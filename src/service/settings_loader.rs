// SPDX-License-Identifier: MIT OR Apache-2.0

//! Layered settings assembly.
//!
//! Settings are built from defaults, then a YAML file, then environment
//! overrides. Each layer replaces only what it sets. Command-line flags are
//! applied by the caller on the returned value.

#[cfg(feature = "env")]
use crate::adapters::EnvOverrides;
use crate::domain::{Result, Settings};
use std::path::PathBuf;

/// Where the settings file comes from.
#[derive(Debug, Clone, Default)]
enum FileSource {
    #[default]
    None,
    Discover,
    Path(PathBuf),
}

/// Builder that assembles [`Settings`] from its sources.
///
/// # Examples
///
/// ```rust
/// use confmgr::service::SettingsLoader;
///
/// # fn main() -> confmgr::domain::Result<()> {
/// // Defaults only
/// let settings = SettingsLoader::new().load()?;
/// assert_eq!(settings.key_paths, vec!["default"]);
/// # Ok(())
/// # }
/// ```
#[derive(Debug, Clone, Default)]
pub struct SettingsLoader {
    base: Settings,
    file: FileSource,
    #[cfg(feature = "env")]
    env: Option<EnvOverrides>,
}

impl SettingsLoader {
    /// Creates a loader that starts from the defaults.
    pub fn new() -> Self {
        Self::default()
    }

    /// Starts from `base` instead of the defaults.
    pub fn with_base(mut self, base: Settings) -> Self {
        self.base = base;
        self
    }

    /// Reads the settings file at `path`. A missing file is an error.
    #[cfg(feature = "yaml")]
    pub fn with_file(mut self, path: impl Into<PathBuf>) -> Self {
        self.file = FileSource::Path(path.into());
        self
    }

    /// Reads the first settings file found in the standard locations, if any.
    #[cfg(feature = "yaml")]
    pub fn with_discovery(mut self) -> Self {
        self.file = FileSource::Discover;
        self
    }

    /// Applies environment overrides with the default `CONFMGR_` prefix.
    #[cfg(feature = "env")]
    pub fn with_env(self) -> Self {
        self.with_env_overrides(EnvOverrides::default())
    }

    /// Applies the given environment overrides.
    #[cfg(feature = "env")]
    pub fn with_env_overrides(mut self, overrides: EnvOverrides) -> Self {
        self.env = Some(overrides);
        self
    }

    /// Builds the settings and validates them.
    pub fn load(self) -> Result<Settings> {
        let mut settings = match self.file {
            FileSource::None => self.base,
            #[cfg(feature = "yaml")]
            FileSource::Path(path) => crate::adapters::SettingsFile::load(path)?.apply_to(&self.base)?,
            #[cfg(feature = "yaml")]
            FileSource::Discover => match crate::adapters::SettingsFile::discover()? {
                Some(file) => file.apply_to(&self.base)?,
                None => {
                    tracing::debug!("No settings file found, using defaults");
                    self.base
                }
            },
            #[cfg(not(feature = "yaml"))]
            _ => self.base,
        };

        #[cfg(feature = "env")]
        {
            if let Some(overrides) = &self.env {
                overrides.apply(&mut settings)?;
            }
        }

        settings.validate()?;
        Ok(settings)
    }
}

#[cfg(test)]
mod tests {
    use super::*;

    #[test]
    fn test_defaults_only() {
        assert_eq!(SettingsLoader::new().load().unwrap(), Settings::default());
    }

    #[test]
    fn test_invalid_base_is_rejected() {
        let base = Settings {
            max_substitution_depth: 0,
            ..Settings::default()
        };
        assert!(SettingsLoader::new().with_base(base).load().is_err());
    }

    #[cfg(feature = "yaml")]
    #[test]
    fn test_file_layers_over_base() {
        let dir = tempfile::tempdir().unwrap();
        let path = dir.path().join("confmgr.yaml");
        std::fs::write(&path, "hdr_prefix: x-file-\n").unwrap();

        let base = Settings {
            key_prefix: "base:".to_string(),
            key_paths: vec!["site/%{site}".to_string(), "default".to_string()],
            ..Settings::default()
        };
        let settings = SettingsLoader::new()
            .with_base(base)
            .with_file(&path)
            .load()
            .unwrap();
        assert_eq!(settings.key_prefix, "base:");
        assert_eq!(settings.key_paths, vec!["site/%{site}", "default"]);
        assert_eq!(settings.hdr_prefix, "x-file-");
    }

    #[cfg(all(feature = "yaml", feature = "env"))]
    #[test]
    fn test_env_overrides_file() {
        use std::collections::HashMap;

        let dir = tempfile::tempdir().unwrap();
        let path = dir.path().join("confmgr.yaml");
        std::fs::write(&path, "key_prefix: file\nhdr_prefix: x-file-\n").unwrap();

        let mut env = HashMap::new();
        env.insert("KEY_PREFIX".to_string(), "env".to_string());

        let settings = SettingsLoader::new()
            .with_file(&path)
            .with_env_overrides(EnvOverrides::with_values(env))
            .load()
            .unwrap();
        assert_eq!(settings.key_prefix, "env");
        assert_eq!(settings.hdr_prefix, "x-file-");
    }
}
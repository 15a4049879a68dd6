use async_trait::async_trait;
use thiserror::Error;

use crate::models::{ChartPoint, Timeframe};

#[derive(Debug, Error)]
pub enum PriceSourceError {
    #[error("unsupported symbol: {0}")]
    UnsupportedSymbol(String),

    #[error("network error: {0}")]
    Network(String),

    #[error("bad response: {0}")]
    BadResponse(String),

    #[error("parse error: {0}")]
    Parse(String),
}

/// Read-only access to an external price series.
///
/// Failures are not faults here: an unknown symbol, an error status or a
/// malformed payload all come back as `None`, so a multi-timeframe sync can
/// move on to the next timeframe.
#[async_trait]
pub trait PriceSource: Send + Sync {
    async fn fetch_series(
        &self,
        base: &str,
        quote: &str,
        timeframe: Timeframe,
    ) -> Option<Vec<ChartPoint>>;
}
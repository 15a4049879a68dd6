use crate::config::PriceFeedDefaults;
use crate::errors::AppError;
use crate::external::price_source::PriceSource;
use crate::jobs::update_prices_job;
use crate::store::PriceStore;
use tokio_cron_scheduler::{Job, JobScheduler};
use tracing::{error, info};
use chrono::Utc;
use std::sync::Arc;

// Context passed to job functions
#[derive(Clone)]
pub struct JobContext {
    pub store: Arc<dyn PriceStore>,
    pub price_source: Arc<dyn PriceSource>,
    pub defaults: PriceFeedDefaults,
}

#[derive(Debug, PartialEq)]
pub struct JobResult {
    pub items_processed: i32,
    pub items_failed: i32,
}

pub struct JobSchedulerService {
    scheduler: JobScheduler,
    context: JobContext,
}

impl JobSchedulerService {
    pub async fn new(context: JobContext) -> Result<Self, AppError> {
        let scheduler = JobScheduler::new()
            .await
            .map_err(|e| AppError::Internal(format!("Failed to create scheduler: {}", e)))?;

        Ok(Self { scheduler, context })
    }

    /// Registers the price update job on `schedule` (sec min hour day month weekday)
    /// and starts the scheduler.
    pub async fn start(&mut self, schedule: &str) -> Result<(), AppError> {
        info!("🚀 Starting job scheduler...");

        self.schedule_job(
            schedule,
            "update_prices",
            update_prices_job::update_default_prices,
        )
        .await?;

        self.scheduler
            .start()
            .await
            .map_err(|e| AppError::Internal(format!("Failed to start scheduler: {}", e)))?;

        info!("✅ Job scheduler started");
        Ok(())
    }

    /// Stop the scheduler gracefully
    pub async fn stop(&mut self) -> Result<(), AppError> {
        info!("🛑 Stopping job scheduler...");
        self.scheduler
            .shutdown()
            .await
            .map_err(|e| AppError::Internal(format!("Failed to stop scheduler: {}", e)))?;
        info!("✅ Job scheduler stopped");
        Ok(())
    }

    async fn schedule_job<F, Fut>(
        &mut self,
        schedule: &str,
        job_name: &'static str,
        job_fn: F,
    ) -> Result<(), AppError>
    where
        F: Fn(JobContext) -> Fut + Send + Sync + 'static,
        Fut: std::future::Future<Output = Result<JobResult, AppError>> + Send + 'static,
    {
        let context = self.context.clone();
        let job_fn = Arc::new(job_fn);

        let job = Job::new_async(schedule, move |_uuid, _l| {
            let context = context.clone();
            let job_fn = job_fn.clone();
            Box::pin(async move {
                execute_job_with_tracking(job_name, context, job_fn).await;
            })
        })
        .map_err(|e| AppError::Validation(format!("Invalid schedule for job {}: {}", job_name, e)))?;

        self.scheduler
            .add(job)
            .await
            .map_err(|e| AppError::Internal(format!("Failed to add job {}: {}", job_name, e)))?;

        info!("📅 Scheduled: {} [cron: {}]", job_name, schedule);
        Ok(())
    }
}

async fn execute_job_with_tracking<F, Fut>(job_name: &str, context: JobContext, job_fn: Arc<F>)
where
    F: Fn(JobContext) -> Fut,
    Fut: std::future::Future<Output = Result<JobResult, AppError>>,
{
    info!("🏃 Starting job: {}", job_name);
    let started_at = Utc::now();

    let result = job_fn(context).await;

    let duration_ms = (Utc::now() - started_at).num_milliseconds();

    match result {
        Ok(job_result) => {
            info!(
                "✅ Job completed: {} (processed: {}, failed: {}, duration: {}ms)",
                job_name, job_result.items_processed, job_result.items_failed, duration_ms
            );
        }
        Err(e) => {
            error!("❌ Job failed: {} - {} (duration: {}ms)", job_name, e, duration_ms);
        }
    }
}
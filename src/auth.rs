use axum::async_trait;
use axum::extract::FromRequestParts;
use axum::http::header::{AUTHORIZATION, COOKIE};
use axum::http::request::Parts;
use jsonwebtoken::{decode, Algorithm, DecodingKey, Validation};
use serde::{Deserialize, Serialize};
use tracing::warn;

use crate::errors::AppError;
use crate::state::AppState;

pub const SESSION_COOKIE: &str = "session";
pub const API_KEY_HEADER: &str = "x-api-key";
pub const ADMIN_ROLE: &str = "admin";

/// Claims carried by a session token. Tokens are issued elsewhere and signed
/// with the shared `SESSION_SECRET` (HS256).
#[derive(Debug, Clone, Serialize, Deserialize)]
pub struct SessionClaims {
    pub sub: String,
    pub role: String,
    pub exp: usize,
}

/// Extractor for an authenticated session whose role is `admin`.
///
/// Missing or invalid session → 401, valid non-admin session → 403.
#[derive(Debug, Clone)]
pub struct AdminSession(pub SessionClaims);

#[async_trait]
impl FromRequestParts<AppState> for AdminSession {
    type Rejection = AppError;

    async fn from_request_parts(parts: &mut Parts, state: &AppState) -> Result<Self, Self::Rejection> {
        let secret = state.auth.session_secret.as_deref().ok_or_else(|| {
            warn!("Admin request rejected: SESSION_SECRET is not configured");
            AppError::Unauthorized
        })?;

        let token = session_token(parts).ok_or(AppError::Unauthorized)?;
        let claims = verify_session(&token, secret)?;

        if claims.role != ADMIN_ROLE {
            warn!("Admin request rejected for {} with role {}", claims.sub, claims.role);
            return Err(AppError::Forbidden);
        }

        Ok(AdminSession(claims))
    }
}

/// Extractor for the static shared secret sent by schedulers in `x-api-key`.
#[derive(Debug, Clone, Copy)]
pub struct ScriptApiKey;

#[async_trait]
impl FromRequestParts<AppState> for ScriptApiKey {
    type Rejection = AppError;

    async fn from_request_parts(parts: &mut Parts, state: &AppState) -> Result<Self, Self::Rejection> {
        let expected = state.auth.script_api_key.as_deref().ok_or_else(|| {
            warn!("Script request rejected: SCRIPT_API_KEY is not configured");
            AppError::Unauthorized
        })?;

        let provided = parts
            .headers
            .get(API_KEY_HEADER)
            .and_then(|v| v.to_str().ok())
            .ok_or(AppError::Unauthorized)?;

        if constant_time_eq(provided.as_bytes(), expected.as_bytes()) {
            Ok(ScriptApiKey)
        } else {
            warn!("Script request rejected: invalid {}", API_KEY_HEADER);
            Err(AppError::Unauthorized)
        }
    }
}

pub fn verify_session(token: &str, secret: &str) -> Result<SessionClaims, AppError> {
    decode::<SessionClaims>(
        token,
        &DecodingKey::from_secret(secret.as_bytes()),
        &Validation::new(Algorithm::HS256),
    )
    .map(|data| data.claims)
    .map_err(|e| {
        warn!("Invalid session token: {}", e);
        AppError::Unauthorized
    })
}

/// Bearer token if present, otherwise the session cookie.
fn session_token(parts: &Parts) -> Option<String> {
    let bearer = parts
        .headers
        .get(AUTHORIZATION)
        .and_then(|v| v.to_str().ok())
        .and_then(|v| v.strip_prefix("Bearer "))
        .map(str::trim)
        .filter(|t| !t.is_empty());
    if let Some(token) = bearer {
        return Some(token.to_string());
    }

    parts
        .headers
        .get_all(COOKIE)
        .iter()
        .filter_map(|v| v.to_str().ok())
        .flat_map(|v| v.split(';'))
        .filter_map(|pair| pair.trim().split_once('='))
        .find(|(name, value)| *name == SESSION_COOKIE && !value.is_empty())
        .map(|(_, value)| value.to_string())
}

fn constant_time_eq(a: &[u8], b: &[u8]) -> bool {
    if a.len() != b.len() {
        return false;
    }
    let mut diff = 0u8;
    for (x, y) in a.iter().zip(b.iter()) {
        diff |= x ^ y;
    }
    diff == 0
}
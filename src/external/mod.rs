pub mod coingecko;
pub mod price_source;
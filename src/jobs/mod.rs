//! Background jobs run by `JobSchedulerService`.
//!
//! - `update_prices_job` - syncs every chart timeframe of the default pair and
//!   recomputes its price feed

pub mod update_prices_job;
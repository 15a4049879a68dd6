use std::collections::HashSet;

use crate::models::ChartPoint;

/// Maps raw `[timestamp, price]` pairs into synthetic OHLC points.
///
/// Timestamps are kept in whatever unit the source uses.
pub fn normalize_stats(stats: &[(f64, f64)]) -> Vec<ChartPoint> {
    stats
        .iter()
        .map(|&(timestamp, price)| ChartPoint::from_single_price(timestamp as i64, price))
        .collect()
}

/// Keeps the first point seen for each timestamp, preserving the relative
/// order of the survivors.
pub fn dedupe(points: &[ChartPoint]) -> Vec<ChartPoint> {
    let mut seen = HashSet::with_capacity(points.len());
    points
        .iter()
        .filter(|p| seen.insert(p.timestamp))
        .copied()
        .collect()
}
* * * *
### Task objective
Stop at the line containing "pub fn with_env(self)". Please print exactly every line before it from the start of the records, plus that line itself, and nothing else.

### Task result
filename src/service/settings_loader.rs
// SPDX-License-Identifier: MIT OR Apache-2.0

//! Layered settings assembly.
//!
//! Settings are built from defaults, then a YAML file, then environment
//! overrides. Each layer replaces only what it sets. Command-line flags are
//! applied by the caller on the returned value.

#[cfg(feature = "env")]
use crate::adapters::EnvOverrides;
use crate::domain::{Result, Settings};
use std::path::PathBuf;

/// Where the settings file comes from.
#[derive(Debug, Clone, Default)]
enum FileSource {
    #[default]
    None,
    Discover,
    Path(PathBuf),
}

/// Builder that assembles [`Settings`] from its sources.
///
/// # Examples
///
/// ```rust
/// use confmgr::service::SettingsLoader;
///
/// # fn main() -> confmgr::domain::Result<()> {
/// // Defaults only
/// let settings = SettingsLoader::new().load()?;
/// assert_eq!(settings.key_paths, vec!["default"]);
/// # Ok(())
/// # }
/// ```
#[derive(Debug, Clone, Default)]
pub struct SettingsLoader {
    base: Settings,
    file: FileSource,
    #[cfg(feature = "env")]
    env: Option<EnvOverrides>,
}

impl SettingsLoader {
    /// Creates a loader that starts from the defaults.
    pub fn new() -> Self {
        Self::default()
    }

    /// Starts from `base` instead of the defaults.
    pub fn with_base(mut self, base: Settings) -> Self {
        self.base = base;
        self
    }

    /// Reads the settings file at `path`. A missing file is an error.
    #[cfg(feature = "yaml")]
    pub fn with_file(mut self, path: impl Into<PathBuf>) -> Self {
        self.file = FileSource::Path(path.into());
        self
    }

    /// Reads the first settings file found in the standard locations, if any.
    #[cfg(feature = "yaml")]
    pub fn with_discovery(mut self) -> Self {
        self.file = FileSource::Discover;
        self
    }

    /// Applies environment overrides with the default `CONFMGR_` prefix.
    #[cfg(feature = "env")]
    pub fn with_env(self) -> Self {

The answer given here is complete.